TASK DESCRIPTION: The data needs to be returned in full, exactly as it reads.

MATERIAL SUPPLIED:
#[tokio::test]
async fn user_management_is_admin_only_except_own_profile() {
    let app = TestApp::new(memory_state());
    let admin = app.sign_up("owner@example.com").await;
    let member = app.sign_up("member@example.com").await;

    let (_, me) = app.request("GET", "/api/auth/me", Some(&member), None).await;
    assert_eq!(me["data"]["role"], "user");
    assert!(me["data"].get("password_hash").is_none());
    let member_id = me["data"]["id"].as_str().unwrap().to_string();

    let (status, _) = app
        .request("GET", &format!("/api/users/{member_id}"), Some(&member), None)
        .await;
    assert_eq!(status, StatusCode::OK);

    let (status, _) = app.request("GET", "/api/users", Some(&member), None).await;
    assert_eq!(status, StatusCode::FORBIDDEN);

    let (status, users) = app.request("GET", "/api/users", Some(&admin), None).await;
    assert_eq!(status, StatusCode::OK);
    assert_eq!(users["meta"]["total"], 2);

    let (status, _) = app
        .request(
            "PUT",
            &format!("/api/users/{member_id}"),
            Some(&admin),
            Some(json!({ "status": "inactive" })),
        )
        .await;
    assert_eq!(status, StatusCode::OK);

    // Deactivated accounts keep a valid token but lose access.
    let (status, _) = app.request("GET", "/api/auth/me", Some(&member), None).await;
    assert_eq!(status, StatusCode::FORBIDDEN);
}

#[tokio::test]
async fn only_public_settings_are_exposed() {
    let app = TestApp::new(memory_state());
    let admin = app.sign_up("owner@example.com").await;

    let (status, saved) = app
        .request(
            "PUT",
            "/api/admin/settings",
            Some(&admin),
            Some(json!({ "settings": [
                { "key": "site_name", "value": "Ferris Shop", "is_public": true },
                { "key": "smtp_password", "value": "hunter2", "category": "mail" }
            ] })),
        )
        .await;
    assert_eq!(status, StatusCode::OK);
    assert_eq!(saved["data"].as_array().unwrap().len(), 2);

    let (status, public) = app.request("GET", "/api/settings", None, None).await;
    assert_eq!(status, StatusCode::OK);
    assert_eq!(public["data"]["site_name"], "Ferris Shop");
    assert!(public["data"].get("smtp_password").is_none());

    let (_, mail) = app
        .request("GET", "/api/admin/settings?category=mail", Some(&admin), None)
        .await;
    assert_eq!(mail["data"].as_array().unwrap().len(), 1);
}

fn multipart(boundary: &str, content_type: &str, filename: &str, bytes: &[u8]) -> Vec<u8> {
    let mut body = format!(
        "--{boundary}\r\nContent-Disposition: form-data; name=\"file\"; filename=\"{filename}\"\r\nContent-Type: {content_type}\r\n\r\n"
    )
    .into_bytes();
    body.extend_from_slice(bytes);
    body.extend_from_slice(format!("\r\n--{boundary}--\r\n").as_bytes());
    body
}

fn upload_request(token: &str, content_type: &str, filename: &str, bytes: &[u8]) -> Request<Body> {
    let boundary = "storefront-test-boundary";
    Request::builder()
        .method("POST")
        .uri("/api/upload")
        .header(header::AUTHORIZATION, token)
        .header(
            header::CONTENT_TYPE,
            format!("multipart/form-data; boundary={boundary}"),
        )
        .body(Body::from(multipart(boundary, content_type, filename, bytes)))
        .unwrap()
}

#[tokio::test]
async fn admins_upload_images_that_are_served_back() {
    let app = TestApp::new(memory_state());
    let admin = app.sign_up("owner@example.com").await;
    let member = app.sign_up("member@example.com").await;
    let png = b"\x89PNG\r\n\x1a\nnot really a png";

    let (status, _) = app.send(upload_request(&member, "image/png", "a.png", png)).await;
    assert_eq!(status, StatusCode::FORBIDDEN);

    let (status, _) = app
        .send(upload_request(&admin, "text/plain", "notes.txt", b"hello"))
        .await;
    assert_eq!(status, StatusCode::BAD_REQUEST);

    let (status, body) = app.send(upload_request(&admin, "image/png", "a.png", png)).await;
    assert_eq!(status, StatusCode::OK);
    let url = body["data"]["url"].as_str().unwrap().to_string();
    assert!(url.starts_with("/uploads/") && url.ends_with(".png"));

    let filename = body["data"]["filename"].as_str().unwrap();
    let stored = std::fs::read(app.state.config.upload_dir.join(filename)).unwrap();
    assert_eq!(stored, png);

    let served = app
        .router
        .clone()
        .oneshot(Request::builder().uri(url.as_str()).body(Body::empty()).unwrap())
        .await
        .unwrap();
    assert_eq!(served.status(), StatusCode::OK);
    assert_eq!(served.headers()[header::X_CONTENT_TYPE_OPTIONS], "nosniff");
    assert!(
        served.headers()[header::CONTENT_SECURITY_POLICY]
            .to_str()
            .unwrap()
            .starts_with("sandbox")
    );

    let _ = std::fs::remove_dir_all(&app.state.config.upload_dir);
}

#[tokio::test]
async fn oversized_upload_is_rejected() {
    let app = TestApp::new(memory_state());
    let admin = app.sign_up("owner@example.com").await;
    let big = vec![0u8; 2 * 1024 * 1024 + 1];

    let (status, _) = app.send(upload_request(&admin, "image/png", "big.png", &big)).await;
    assert_eq!(status, StatusCode::BAD_REQUEST);
}

#[tokio::test]
async fn scriptable_images_are_refused() {
    let app = TestApp::new(memory_state());
    let admin = app.sign_up("owner@example.com").await;
    let svg = b"<svg xmlns=\"http://www.w3.org/2000/svg\"><script>alert(document.cookie)</script></svg>";

    let (status, body) = app
        .send(upload_request(&admin, "image/svg+xml", "logo.svg", svg))
        .await;
    assert_eq!(status, StatusCode::BAD_REQUEST);
    assert!(body["data"]["error"].is_string());

    // An unknown image type cannot smuggle in an extension through its filename.
    let (status, _) = app
        .send(upload_request(&admin, "image/x-made-up", "page.html", b"<script></script>"))
        .await;
    assert_eq!(status, StatusCode::BAD_REQUEST);

    let stored = std::fs::read_dir(&app.state.config.upload_dir)
        .map(|entries| entries.count())
        .unwrap_or(0);
    assert_eq!(stored, 0);
}

#[tokio::test]
async fn malformed_path_and_query_use_the_error_body() {
    let app = TestApp::new(memory_state());
    let admin = app.sign_up("owner@example.com").await;

    for uri in ["/api/products/not-a-uuid", "/api/users/not-a-uuid", "/api/orders/not-a-uuid"] {
        let (status, body) = app.request("GET", uri, Some(&admin), None).await;
        assert_eq!(status, StatusCode::BAD_REQUEST, "{uri}");
        assert!(body["message"].is_string(), "{uri}");
        assert!(body["data"]["error"].is_string(), "{uri}");
    }

    let (status, body) = app
        .request("GET", "/api/products?sort_by=colour", None, None)
        .await;
    assert_eq!(status, StatusCode::BAD_REQUEST);
    assert!(body["data"]["error"].is_string());

    let (status, body) = app
        .request("GET", "/api/orders?page=first", Some(&admin), None)
        .await;
    assert_eq!(status, StatusCode::BAD_REQUEST);
    assert!(body["data"]["error"].is_string());
}

#[tokio::test]
async fn far_away_pages_are_empty_not_errors() {
    let app = TestApp::new(memory_state());
    let admin = app.sign_up("owner@example.com").await;
    let max = i64::MAX;

    for uri in [
        format!("/api/products?page={max}"),
        format!("/api/products?page={max}&per_page={max}"),
        format!("/api/orders?page={max}"),
        format!("/api/users?page={max}&per_page=100"),
    ] {
        let (status, body) = app.request("GET", &uri, Some(&admin), None).await;
        assert_eq!(status, StatusCode::OK, "{uri}");
        assert!(body["data"].as_array().unwrap().is_empty(), "{uri}");
        assert_eq!(body["meta"]["page"], MAX_PAGE, "{uri}");
    }
}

RESPONSE:
#[tokio::test]
async fn user_management_is_admin_only_except_own_profile() {
    let app = TestApp::new(memory_state());
    let admin = app.sign_up("owner@example.com").await;
    let member = app.sign_up("member@example.com").await;

    let (_, me) = app.request("GET", "/api/auth/me", Some(&member), None).await;
    assert_eq!(me["data"]["role"], "user");
    assert!(me["data"].get("password_hash").is_none());
    let member_id = me["data"]["id"].as_str().unwrap().to_string();

    let (status, _) = app
        .request("GET", &format!("/api/users/{member_id}"), Some(&member), None)
        .await;
    assert_eq!(status, StatusCode::OK);

    let (status, _) = app.request("GET", "/api/users", Some(&member), None).await;
    assert_eq!(status, StatusCode::FORBIDDEN);

    let (status, users) = app.request("GET", "/api/users", Some(&admin), None).await;
    assert_eq!(status, StatusCode::OK);
    assert_eq!(users["meta"]["total"], 2);

    let (status, _) = app
        .request(
            "PUT",
            &format!("/api/users/{member_id}"),
            Some(&admin),
            Some(json!({ "status": "inactive" })),
        )
        .await;
    assert_eq!(status, StatusCode::OK);

    // Deactivated accounts keep a valid token but lose access.
    let (status, _) = app.request("GET", "/api/auth/me", Some(&member), None).await;
    assert_eq!(status, StatusCode::FORBIDDEN);
}

#[tokio::test]
async fn only_public_settings_are_exposed() {
    let app = TestApp::new(memory_state());
    let admin = app.sign_up("owner@example.com").await;

    let (status, saved) = app
        .request(
            "PUT",
            "/api/admin/settings",
            Some(&admin),
            Some(json!({ "settings": [
                { "key": "site_name", "value": "Ferris Shop", "is_public": true },
                { "key": "smtp_password", "value": "hunter2", "category": "mail" }
            ] })),
        )
        .await;
    assert_eq!(status, StatusCode::OK);
    assert_eq!(saved["data"].as_array().unwrap().len(), 2);

    let (status, public) = app.request("GET", "/api/settings", None, None).await;
    assert_eq!(status, StatusCode::OK);
    assert_eq!(public["data"]["site_name"], "Ferris Shop");
    assert!(public["data"].get("smtp_password").is_none());

    let (_, mail) = app
        .request("GET", "/api/admin/settings?category=mail", Some(&admin), None)
        .await;
    assert_eq!(mail["data"].as_array().unwrap().len(), 1);
}

fn multipart(boundary: &str, content_type: &str, filename: &str, bytes: &[u8]) -> Vec<u8> {
    let mut body = format!(
        "--{boundary}\r\nContent-Disposition: form-data; name=\"file\"; filename=\"{filename}\"\r\nContent-Type: {content_type}\r\n\r\n"
    )
    .into_bytes();
    body.extend_from_slice(bytes);
    body.extend_from_slice(format!("\r\n--{boundary}--\r\n").as_bytes());
    body
}

fn upload_request(token: &str, content_type: &str, filename: &str, bytes: &[u8]) -> Request<Body> {
    let boundary = "storefront-test-boundary";
    Request::builder()
        .method("POST")
        .uri("/api/upload")
        .header(header::AUTHORIZATION, token)
        .header(
            header::CONTENT_TYPE,
            format!("multipart/form-data; boundary={boundary}"),
        )
        .body(Body::from(multipart(boundary, content_type, filename, bytes)))
        .unwrap()
}

#[tokio::test]
async fn admins_upload_images_that_are_served_back() {
    let app = TestApp::new(memory_state());
    let admin = app.sign_up("owner@example.com").await;
    let member = app.sign_up("member@example.com").await;
    let png = b"\x89PNG\r\n\x1a\nnot really a png";

    let (status, _) = app.send(upload_request(&member, "image/png", "a.png", png)).await;
    assert_eq!(status, StatusCode::FORBIDDEN);

    let (status, _) = app
        .send(upload_request(&admin, "text/plain", "notes.txt", b"hello"))
        .await;
    assert_eq!(status, StatusCode::BAD_REQUEST);

    let (status, body) = app.send(upload_request(&admin, "image/png", "a.png", png)).await;
    assert_eq!(status, StatusCode::OK);
    let url = body["data"]["url"].as_str().unwrap().to_string();
    assert!(url.starts_with("/uploads/") && url.ends_with(".png"));

    let filename = body["data"]["filename"].as_str().unwrap();
    let stored = std::fs::read(app.state.config.upload_dir.join(filename)).unwrap();
    assert_eq!(stored, png);

    let served = app
        .router
        .clone()
        .oneshot(Request::builder().uri(url.as_str()).body(Body::empty()).unwrap())
        .await
        .unwrap();
    assert_eq!(served.status(), StatusCode::OK);
    assert_eq!(served.headers()[header::X_CONTENT_TYPE_OPTIONS], "nosniff");
    assert!(
        served.headers()[header::CONTENT_SECURITY_POLICY]
            .to_str()
            .unwrap()
            .starts_with("sandbox")
    );

    let _ = std::fs::remove_dir_all(&app.state.config.upload_dir);
}

#[tokio::test]
async fn oversized_upload_is_rejected() {
    let app = TestApp::new(memory_state());
    let admin = app.sign_up("owner@example.com").await;
    let big = vec![0u8; 2 * 1024 * 1024 + 1];

    let (status, _) = app.send(upload_request(&admin, "image/png", "big.png", &big)).await;
    assert_eq!(status, StatusCode::BAD_REQUEST);
}

#[tokio::test]
async fn scriptable_images_are_refused() {
    let app = TestApp::new(memory_state());
    let admin = app.sign_up("owner@example.com").await;
    let svg = b"<svg xmlns=\"http://www.w3.org/2000/svg\"><script>alert(document.cookie)</script></svg>";

    let (status, body) = app
        .send(upload_request(&admin, "image/svg+xml", "logo.svg", svg))
        .await;
    assert_eq!(status, StatusCode::BAD_REQUEST);
    assert!(body["data"]["error"].is_string());

    // An unknown image type cannot smuggle in an extension through its filename.
    let (status, _) = app
        .send(upload_request(&admin, "image/x-made-up", "page.html", b"<script></script>"))
        .await;
    assert_eq!(status, StatusCode::BAD_REQUEST);

    let stored = std::fs::read_dir(&app.state.config.upload_dir)
        .map(|entries| entries.count())
        .unwrap_or(0);
    assert_eq!(stored, 0);
}

#[tokio::test]
async fn malformed_path_and_query_use_the_error_body() {
    let app = TestApp::new(memory_state());
    let admin = app.sign_up("owner@example.com").await;

    for uri in ["/api/products/not-a-uuid", "/api/users/not-a-uuid", "/api/orders/not-a-uuid"] {
        let (status, body) = app.request("GET", uri, Some(&admin), None).await;
        assert_eq!(status, StatusCode::BAD_REQUEST, "{uri}");
        assert!(body["message"].is_string(), "{uri}");
        assert!(body["data"]["error"].is_string(), "{uri}");
    }

    let (status, body) = app
        .request("GET", "/api/products?sort_by=colour", None, None)
        .await;
    assert_eq!(status, StatusCode::BAD_REQUEST);
    assert!(body["data"]["error"].is_string());

    let (status, body) = app
        .request("GET", "/api/orders?page=first", Some(&admin), None)
        .await;
    assert_eq!(status, StatusCode::BAD_REQUEST);
    assert!(body["data"]["error"].is_string());
}

#[tokio::test]
async fn far_away_pages_are_empty_not_errors() {
    let app = TestApp::new(memory_state());
    let admin = app.sign_up("owner@example.com").await;
    let max = i64::MAX;

    for uri in [
        format!("/api/products?page={max}"),
        format!("/api/products?page={max}&per_page={max}"),
        format!("/api/orders?page={max}"),
        format!("/api/users?page={max}&per_page=100"),
    ] {
        let (status, body) = app.request("GET", &uri, Some(&admin), None).await;
        assert_eq!(status, StatusCode::OK, "{uri}");
        assert!(body["data"].as_array().unwrap().is_empty(), "{uri}");
        assert_eq!(body["meta"]["page"], MAX_PAGE, "{uri}");
    }
}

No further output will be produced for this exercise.